Raheem Wilson

Stuttgart Surge
- Position: Defensive back
- CFL status: American

Personal information
- Born: October 30, 1993 (age 32) DeSoto, Texas, U.S.
- Listed height: 5 ft 11 in (1.80 m)
- Listed weight: 185 lb (84 kg)

Career information
- High school: DeSoto (TX)
- College: Southeastern Oklahoma State

Career history
- 2017–2018: Schwäbisch Hall Unicorns
- 2019–2022: Calgary Stampeders
- 2022–2023: Montreal Alouettes
- 2024–present: Stuttgart Surge

Awards and highlights
- Grey Cup champion (2023); 2× German Bowl champion (2017, 2018); Second-team All-American (2016); First-team All-GAC (2016);
- Stats at CFL.ca

= Raheem Wilson =

American gridiron football player (born 1993)

Raheem Wilson (born October 30, 1993) is an American professional football defensive back for the Stuttgart Surge of the European League of Football (ELF). He played college football at Southeastern Oklahoma State. He has also been a member of the Schwäbisch Hall Unicorns, Calgary Stampeders, and Montreal Alouettes.

==Early life==
Wilson played high school football at DeSoto High School in DeSoto, Texas, where he earned honorable mention all-district honors.

==College career==
Wilson played college football at Southeastern Oklahoma State from 2013 to 2016. He redshirted in 2012.

Wilson played in 11 games, starting 10, in 2012, recording 36 tackles, four interceptions and 10 pass breakups. He appeared in 12 games, starting 11, in 2014, totaling 59 tackles, four interceptions, eight pass breakups, two fumble recoveries, and a blocked kick. He started 11 games in 2015, accumulating 39 tackles and five interceptions (two of which were returned for touchdowns), earning honorable mention All-Great American Conference (GAC) honors. Wilson started 11 games in 2016, recording 47 tackles, five interceptions and 19 pass breakups. He led NCAA Division II that year in passes defensed with 24 (interceptions plus breakups). He garnered first team All-GAC recognition in 2016 and was also named a second team All-American by NFCA and D2CCA.

==Professional career==
Wilson played for the Schwäbisch Hall Unicorns of the German Football League from 2017 to 2018, helping the Unicorns win the German Bowl both years.
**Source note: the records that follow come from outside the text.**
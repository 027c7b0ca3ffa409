use std::num::NonZeroU32;
use std::rc::Rc;

use glutin::config::Config as GlutinConfig;
use glutin::config::ConfigTemplateBuilder;
use glutin::context::GlProfile;
use glutin::context::{ContextApi, ContextAttributesBuilder, Version as GlVersion};
use glutin::display::GetGlDisplay;
use glutin::prelude::*;
use glutin::surface::GlSurface;
use glutin::surface::SwapInterval;
use glutin::surface::WindowSurface;
use glutin_winit::GlWindow;
use raw_window_handle::HasRawWindowHandle;
use winit::dpi::LogicalSize;
use winit::dpi::PhysicalSize;
use winit::window::WindowBuilder;

use crate::{error::AppError, EventLoop};

/// Window scale of a single Chip8 pixel, in logical pixels.
const PIXEL_SCALE: u32 = 10;

pub struct WindowContext {
    pub(crate) window: winit::window::Window,
    pub(crate) gl_context: glutin::context::PossiblyCurrentContext,
    pub(crate) gl_surface: glutin::surface::Surface<WindowSurface>,
    pub(crate) gl: Rc<glow::Context>,
}

impl WindowContext {
    /// Create a Window with an OpenGL context.
    ///
    /// - For Windows, the main window must be created first, for the OpenGL
    ///   context to be created.
    /// - For Android, the OpenGL context is created before the window exists.
    pub fn new(event_loop: &EventLoop, title: &str) -> Result<Self, AppError> {
        // --------------------------------------------------------------------
        // Window

        let inner_size = LogicalSize::new(
            chip8::constants::DISPLAY_WIDTH as u32 * PIXEL_SCALE,
            chip8::constants::DISPLAY_HEIGHT as u32 * PIXEL_SCALE,
        );
        let window_builder = WindowBuilder::new()
            .with_resizable(true)
            .with_inner_size(inner_size)
            .with_title(title);

        let template = ConfigTemplateBuilder::new()
            .prefer_hardware_accelerated(Some(true))
            .with_alpha_size(8);

        // Helper crate handles the cross-platform complexity of setting up an OpenGL context.
        let (window, gl_config) = glutin_winit::DisplayBuilder::new()
            .with_preference(glutin_winit::ApiPrefence::FallbackEgl)
            .with_window_builder(Some(window_builder.clone()))
            .build(event_loop, template, |configs| {
                // Pick the config with the most samples.
                let mut config: Option<GlutinConfig> = None;

                for c in configs {
                    log::debug!("consider config: num_samples={}", c.num_samples());

                    let more_samples = c.num_samples()
                        > config
                            .as_ref()
                            .map(|config| config.num_samples())
                            .unwrap_or(0);

                    if config.is_none() || more_samples {
                        config = Some(c);
                    }
                }

                // Glutin only calls the picker with a non-empty set.
                config.expect("the system must supply at least one GL config")
            })
            .map_err(AppError::gl)?;

        log::info!("picked GL config with {} samples", gl_config.num_samples());

        // On Android, the window is not available when the OpenGL display has to be created.
        // However on Windows the main window must first exist before OpenGL can be initialized.
        let window = match window {
            Some(window) => window,
            None => {
                log::info!("creating window with finalize_window");
                glutin_winit::finalize_window(event_loop, window_builder, &gl_config)?
            }
        };

        // --------------------------------------------------------------------
        // OpenGL Context

        // Raw handle is required to build the OpenGL context.
        let raw_window_handle = window.raw_window_handle();

        // The display could be obtained from any object created by it, so we
        // can query it from the config.
        let gl_display = gl_config.display();

        let context_attributes = ContextAttributesBuilder::new()
            .with_context_api(ContextApi::OpenGl(Some(GlVersion::new(3, 3))))
            .with_profile(GlProfile::Core)
            .build(Some(raw_window_handle));

        // Since glutin by default tries to create OpenGL core context, which may not be
        // present we should try GLES.
        let fallback_context_attributes = ContextAttributesBuilder::new()
            .with_context_api(ContextApi::Gles(Some(GlVersion::new(3, 0))))
            .build(Some(raw_window_handle));

        let not_current_gl_context = unsafe {
            match gl_display.create_context(&gl_config, &context_attributes) {
                Ok(context) => context,
                Err(err) => {
                    log::warn!("falling back to OpenGL ES: {err}");
                    gl_display.create_context(&gl_config, &fallback_context_attributes)?
                }
            }
        };

        // --------------------------------------------------------------------
        // Surface

        let attrs = window.build_surface_attributes(<_>::default());
        let gl_surface = unsafe { gl_display.create_window_surface(&gl_config, &attrs)? };

        // Make context current for the next phase of configuration.
        let gl_context = not_current_gl_context.make_current(&gl_surface)?;

        // Attempt setting VSync
        log::debug!("attempt to set vsync");
        if let Err(err) = gl_surface.set_swap_interval(&gl_context, SwapInterval::Wait(NonZeroU32::MIN)) {
            log::error!("error setting vsync: {err:?}");
        }

        // --------------------------------------------------------------------
        // OpenGL Function Pointers

        // For WGL (Windows) the OpenGL context must be current,
        // otherwise only a subset of functions are loaded.
        if !gl_context.is_current() {
            return Err(AppError::gl("context must be current to load OpenGL functions"));
        }

        let gl = unsafe {
            Rc::new(glow::Context::from_loader_function_cstr(|symbol| {
                gl_display.get_proc_address(symbol)
            }))
        };

        Ok(Self {
            window,
            gl_context,
            gl_surface,
            gl,
        })
    }

    /// Returns an identifier unique to the window.
    #[inline]
    pub fn window_id(&self) -> winit::window::WindowId {
        self.window.id()
    }

    #[inline]
    pub fn inner_size(&self) -> PhysicalSize<u32> {
        self.window.inner_size()
    }

    /// Emits a `RedrawRequested` event in the associated event loop after all OS
    /// events have been processed by the event loop.
    #[inline]
    pub fn request_redraw(&self) {
        self.window.request_redraw()
    }

    /// Swaps the underlying back buffers when the surface is not single buffered.
    #[inline]
    pub fn swap_buffers(&self) -> glutin::error::Result<()> {
        self.gl_surface.swap_buffers(&self.gl_context)
    }

    /// Make the underlying surface current on the calling thread.
    #[inline]
    pub fn make_context_current(&self) -> glutin::error::Result<()> {
        self.gl_context.make_current(&self.gl_surface)
    }

    /// Resize the surface to a new size.
    ///
    /// Does not resize the window.
    ///
    /// This call is for compatibility reasons, on most platforms it's a no-op.
    pub fn resize_surface(&self, size: impl Into<PhysicalSize<u32>>) {
        let size = size.into();
        // Zero sized surface is invalid.
        if let (Some(width), Some(height)) = (NonZeroU32::new(size.width), NonZeroU32::new(size.height)) {
            self.gl_surface.resize(&self.gl_context, width, height);
        }
    }
}
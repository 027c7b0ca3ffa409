//! Playback queue bridging the sound timer to an audio device.
//!
//! Every timer tick the interpreter thread appends segments describing how
//! long the tone should be on, and how long it should be silent. The audio
//! device pulls from the front of the queue in its own callback, at its own
//! cadence, often stopping halfway through a segment.
use std::{
    collections::VecDeque,
    sync::{Arc, Mutex, MutexGuard},
};

use crate::{constants::*, cpu::TimerTick, vm::Hz};

/// Default number of segments held before the oldest are dropped.
///
/// Two segments are produced per tick, so this is about four seconds of audio.
pub const DEFAULT_QUEUE_CAPACITY: usize = 512;

/// A run of samples with the tone either on or off.
#[derive(Debug, Clone, Copy, PartialEq, Eq)]
pub struct Segment {
    /// Remaining number of sample frames.
    pub samples: u32,
    pub tone: bool,
}

impl Segment {
    pub fn on(samples: u32) -> Self {
        Self {
            samples,
            tone: true,
        }
    }

    pub fn off(samples: u32) -> Self {
        Self {
            samples,
            tone: false,
        }
    }
}

/// Segments covering a batch of timer ticks.
///
/// The tone is on for the ticks the sound timer was counting down, and off
/// for the remainder.
pub fn tick_segments(sample_rate: u32, tick: TimerTick) -> [Segment; 2] {
    let rate = sample_rate as u64;
    let freq = TIMER_FREQUENCY;
    let silent = tick.ticks.saturating_sub(tick.sound_ticks) as u64;
    let samples = |ticks: u64| u32::try_from(rate * ticks / freq).unwrap_or(u32::MAX);
    [
        Segment::on(samples(tick.sound_ticks as u64)),
        Segment::off(samples(silent)),
    ]
}

/// Square wave tone generator.
#[derive(Debug, Clone)]
pub struct SquareWave {
    /// Number of sample frames the wave stays high, and then low.
    half_period: u32,
    amplitude: i16,
    /// Position within the current period.
    phase: u32,
}

impl SquareWave {
    pub fn new(sample_rate: u32, tone: Hz, amplitude: i16) -> Self {
        let half_period = (sample_rate as u64 / tone.0.max(1).saturating_mul(2)).max(1) as u32;
        Self {
            half_period,
            amplitude,
            phase: 0,
        }
    }

    /// Next sample of the wave.
    #[inline]
    pub fn next_sample(&mut self) -> i16 {
        let high = self.phase < self.half_period;
        self.phase = (self.phase + 1) % (self.half_period * 2);
        if high {
            self.amplitude
        } else {
            -self.amplitude
        }
    }
}

impl Default for SquareWave {
    fn default() -> Self {
        Self::new(DEFAULT_SAMPLE_RATE, Hz(689), 19_200)
    }
}

struct QueueState {
    segments: VecDeque<Segment>,
    capacity: usize,
    /// Sample frames thrown away because the consumer fell behind.
    dropped: u64,
}

/// Thread safe, bounded queue of audio segments.
///
/// Cloning the queue creates another handle to the same segments, so one
/// can be moved into the audio callback.
#[derive(Clone)]
pub struct SegmentQueue {
    inner: Arc<Mutex<QueueState>>,
}

impl SegmentQueue {
    pub fn new(capacity: usize) -> Self {
        Self {
            inner: Arc::new(Mutex::new(QueueState {
                segments: VecDeque::with_capacity(capacity),
                capacity: capacity.max(1),
                dropped: 0,
            })),
        }
    }

    /// Lock the queue.
    ///
    /// The state is always left consistent between operations, so a panic
    /// on the other side does not invalidate it.
    fn lock(&self) -> MutexGuard<'_, QueueState> {
        self.inner.lock().unwrap_or_else(|poisoned| poisoned.into_inner())
    }

    /// Append a segment to the back of the queue.
    ///
    /// Empty segments are ignored, and a segment with the same tone as the
    /// last one is merged into it. When the queue is full, the oldest
    /// segment is dropped to keep latency bounded.
    pub fn push(&self, segment: Segment) {
        if segment.samples == 0 {
            return;
        }

        let mut state = self.lock();

        if let Some(back) = state.segments.back_mut() {
            if back.tone == segment.tone {
                back.samples = back.samples.saturating_add(segment.samples);
                return;
            }
        }

        if state.segments.len() >= state.capacity {
            if let Some(oldest) = state.segments.pop_front() {
                state.dropped += oldest.samples as u64;
                log::warn!(
                    "audio queue full, dropped {} samples ({} total)",
                    oldest.samples,
                    state.dropped
                );
            }
        }

        state.segments.push_back(segment);
    }

    /// Append the segments for a batch of timer ticks.
    pub fn push_tick(&self, sample_rate: u32, tick: TimerTick) {
        for segment in tick_segments(sample_rate, tick) {
            self.push(segment);
        }
    }

    /// Fill an interleaved output buffer from the front of the queue.
    ///
    /// The same sample is written to every channel of a frame. A segment is
    /// only removed once all its samples have been played; otherwise its
    /// remaining count is reduced in place. Whatever is left of the buffer
    /// when the queue runs dry is filled with silence.
    ///
    /// Returns the number of frames taken from the queue.
    pub fn fill(&self, output: &mut [i16], channels: usize, synth: &mut SquareWave) -> usize {
        let channels = channels.max(1);
        let mut frames = output.chunks_mut(channels);
        let mut consumed = 0;

        {
            let mut state = self.lock();

            while let Some(front) = state.segments.front_mut() {
                let mut played = 0;
                while played < front.samples {
                    match frames.next() {
                        Some(frame) => {
                            let value = if front.tone { synth.next_sample() } else { 0 };
                            frame.fill(value);
                            played += 1;
                        }
                        None => break,
                    }
                }
                front.samples -= played;
                consumed += played as usize;

                if front.samples == 0 {
                    state.segments.pop_front();
                } else {
                    // Output buffer is full.
                    break;
                }
            }
        }

        for frame in frames {
            frame.fill(0);
        }

        consumed
    }

    /// Number of segments waiting to be played.
    pub fn len(&self) -> usize {
        self.lock().segments.len()
    }

    pub fn is_empty(&self) -> bool {
        self.lock().segments.is_empty()
    }

    /// Total number of sample frames waiting to be played.
    pub fn queued_samples(&self) -> u64 {
        self.lock().segments.iter().map(|s| s.samples as u64).sum()
    }

    /// Total number of sample frames dropped because the queue was full.
    pub fn dropped_samples(&self) -> u64 {
        self.lock().dropped
    }

    pub fn front(&self) -> Option<Segment> {
        self.lock().segments.front().copied()
    }
}

impl Default for SegmentQueue {
    fn default() -> Self {
        Self::new(DEFAULT_QUEUE_CAPACITY)
    }
}
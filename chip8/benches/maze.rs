use criterion::{black_box, criterion_group, criterion_main, Criterion};

use chip8::prelude::*;

fn criterion_benchmark(c: &mut Criterion) {
    {
        let mut vm = Chip8Vm::new(Chip8Conf {
            rng_seed: Some(0),
            ..Chip8Conf::default()
        });
        vm.load_bytecode(include_bytes!("../programs/maze"))
            .unwrap();

        c.bench_function("maze bytecode", |b| {
            b.iter(|| {
                let cycle_count = black_box(1000_usize);
                black_box(vm.run_cycles(cycle_count))
            })
        });
    }

    {
        let bytecode = include_bytes!("../programs/maze");

        c.bench_function("maze decode", |b| {
            b.iter(|| {
                for word in bytecode.chunks_exact(2) {
                    black_box(Op::decode(u16::from_be_bytes([word[0], word[1]])));
                }
            })
        });
    }
}

criterion_group!(benches, criterion_benchmark);
criterion_main!(benches);
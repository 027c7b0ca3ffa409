//! Entrypoint for CLI
use std::{env, error::Error, fs, process};

use chip8::{prelude::*, IMPL_VERSION};
use log::{error, info};

static USAGE: &str = r#"
usage: chip8 CMD FILE [FRAMES]

commands:
    run     Run the target ROM file headless, and print the display
    dis     Disassemble the the target ROM into readable assembly

examples:
    chip8 run breakout.rom
    chip8 run maze.rom 120
    chip8 dis breakout.rom
"#;

/// Ten seconds of emulated time.
const DEFAULT_FRAMES: u64 = 600;

fn run_bytecode(filepath: &str, frames: u64) -> Chip8Result<()> {
    info!("running {filepath} for {frames} frames");

    let mut vm = Chip8Vm::new(Chip8Conf::default());
    vm.load_rom(filepath)?;

    let mut clock = FrameClock::new();
    let mut result = Ok(());

    for _ in 0..frames {
        match vm.run_frame(clock.elapsed()) {
            Ok(report) => {
                if report.flow == Flow::KeyWait {
                    // Nobody is going to press a key.
                    info!("program is waiting for a key press, stopping");
                    break;
                }
            }
            Err(err) => {
                result = Err(err);
                break;
            }
        }
        clock.wait();
    }

    println!("{}", vm.dump_display()?);
    println!("{}", vm.dump_registers()?);

    result
}

fn run_disassembler(filepath: &str) -> Chip8Result<()> {
    let bytecode = fs::read(filepath)?;
    Disassembler::new(bytecode.as_slice()).print_bytecode()?;
    Ok(())
}

fn main() -> Result<(), Box<dyn Error>> {
    simple_logger::SimpleLogger::new().env().init()?;

    let result = match parse_args() {
        Some(Cmd::Run { filepath, frames }) => run_bytecode(&filepath, frames),
        Some(Cmd::Dis { filepath }) => run_disassembler(&filepath),
        None => {
            print_usage();
            // FreeBSD EX_USAGE (64)
            process::exit(64)
        }
    };

    if let Err(err) = result {
        error!("{err}");
        eprintln!("{err}");
        process::exit(1);
    }

    Ok(())
}

fn parse_args() -> Option<Cmd> {
    let mut args = env::args().skip(1);
    match args.next() {
        Some(cmd) => {
            // don't format me T.T
            match cmd.as_str() {
                "run" => Some(Cmd::Run {
                    filepath: args.next()?,
                    frames: match args.next() {
                        Some(frames) => frames.parse().ok()?,
                        None => DEFAULT_FRAMES,
                    },
                }),
                "dis" => Some(Cmd::Dis {
                    filepath: args.next()?,
                }),
                _ => None,
            }
        }
        None => None,
    }
}

fn print_usage() {
    println!("Chip8 v{IMPL_VERSION}");
    println!("{USAGE}");
}

enum Cmd {
    /// Run file
    Run { filepath: String, frames: u64 },
    /// Disassemble
    Dis { filepath: String },
}
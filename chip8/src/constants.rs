//! Constant values of the Chip-8 architecture.

/// Number of general purpose registers.
pub const REGISTER_COUNT: usize = 0x10; // 16

/// Register used as a flag by arithmetic, shift and draw instructions.
pub const FLAG_REGISTER: usize = 0xF;

/// The lower memory space was historically used for the interpreter itself,
/// but is now used for fonts.
pub const MEM_START: usize = 0x200; // 512
pub const MEM_SIZE: usize = 0x1000; // 4096

/// All memory addressing is truncated to 12 bits.
pub const ADDRESS_MASK: usize = MEM_SIZE - 1;

/// Largest program that fits between `MEM_START` and the end of memory.
pub const MAX_PROGRAM_SIZE: usize = MEM_SIZE - MEM_START;

/// Levels of nesting allowed in the call stack.
pub const STACK_SIZE: usize = 0x10;

pub const DISPLAY_WIDTH: usize = 64;
pub const DISPLAY_HEIGHT: usize = 32;
/// Number of pixels on the display.
pub const DISPLAY_PIXEL_COUNT: usize = DISPLAY_WIDTH * DISPLAY_HEIGHT;
/// Size of the display buffer in bytes. Pixels are packed 8 per byte.
pub const DISPLAY_BUFFER_SIZE: usize = DISPLAY_PIXEL_COUNT / 8;

/// Colour written for an illuminated pixel when exporting the framebuffer.
pub const PIXEL_ON: u32 = 0xFFFF_FFFF;
pub const PIXEL_OFF: u32 = 0;

/// Font glyphs are loaded at the very start of memory.
pub const FONTSET_START: u16 = 0x000;
/// Height in bytes of a single font glyph.
pub const FONTSET_HEIGHT: usize = 5;
pub const FONTSET_DATA_LENGTH: usize = FONTSET_HEIGHT * 16;

/// Number of times per second the delay and sound timers count down.
pub const TIMER_FREQUENCY: u64 = 60;

/// Instructions executed per 60Hz frame, approximating a 540Hz CPU.
pub const DEFAULT_CYCLES_PER_FRAME: usize = 9;

/// Sample rate assumed for audio segments when the device doesn't say otherwise.
pub const DEFAULT_SAMPLE_RATE: u32 = 44_100;

/// Number of nanoseconds in a second
#[doc(hidden)]
pub const NANOS_IN_SECOND: u64 = 1_000_000_000;

/// Time in nanoseconds a single timer tick takes, precalculated.
pub const TICK_TIME: u64 = NANOS_IN_SECOND / TIMER_FREQUENCY;

/// Number of keys ob the keyboard (0x0-0xF)
pub const KEY_COUNT: u8 = 16;

/// Type for storing the 12-bit memory addresses.
pub type Address = u16;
Wilson was signed by the Calgary Stampeders of the Canadian Football League (CFL) on April 17, 2019. He started all 18 games for the Stampeders in 2019, recording 36 tackles on defense, one special teams tackle, two interceptions and one forced fumble. The 2020 CFL season was cancelled due to the COVID-19 pandemic in Canada. He played in 14 games, all starts, in 2021, totaling 52 tackles on defense, one special teams tackle and one interception. Wilson appeared in six games, all starts, for the Stampeders in 2022, recording 19 tackles on defense. He was released on August 2, 2022.

Wilson was signed to the practice roster of the Montreal Alouettes of the CFL on August 15, 2022. He was promoted to the active roster on August 28, and placed on injured reserve on October 28, 2022. Overall, he played in seven games, all starts, for the Alouettes in 2022, totaling 20 tackles on defense. Wilson re-signed with the Alouettes on February 2, 2023. He was placed on injured reserve on May 14, 2023, activated from injured reserve on August 10, and placed on injured reserve again on September 8, 2023. He only dressed in four games in 2023, recording three tackles on defense and one special teams tackle. On November 19, 2023, the Alouettes won the 110th Grey Cup, defeating the Winnipeg Blue Bombers by a score of 28–24. Wilson was released on April 18, 2024.

Wilson signed with the Stuttgart Surge of the European League of Football (ELF) in June 2024.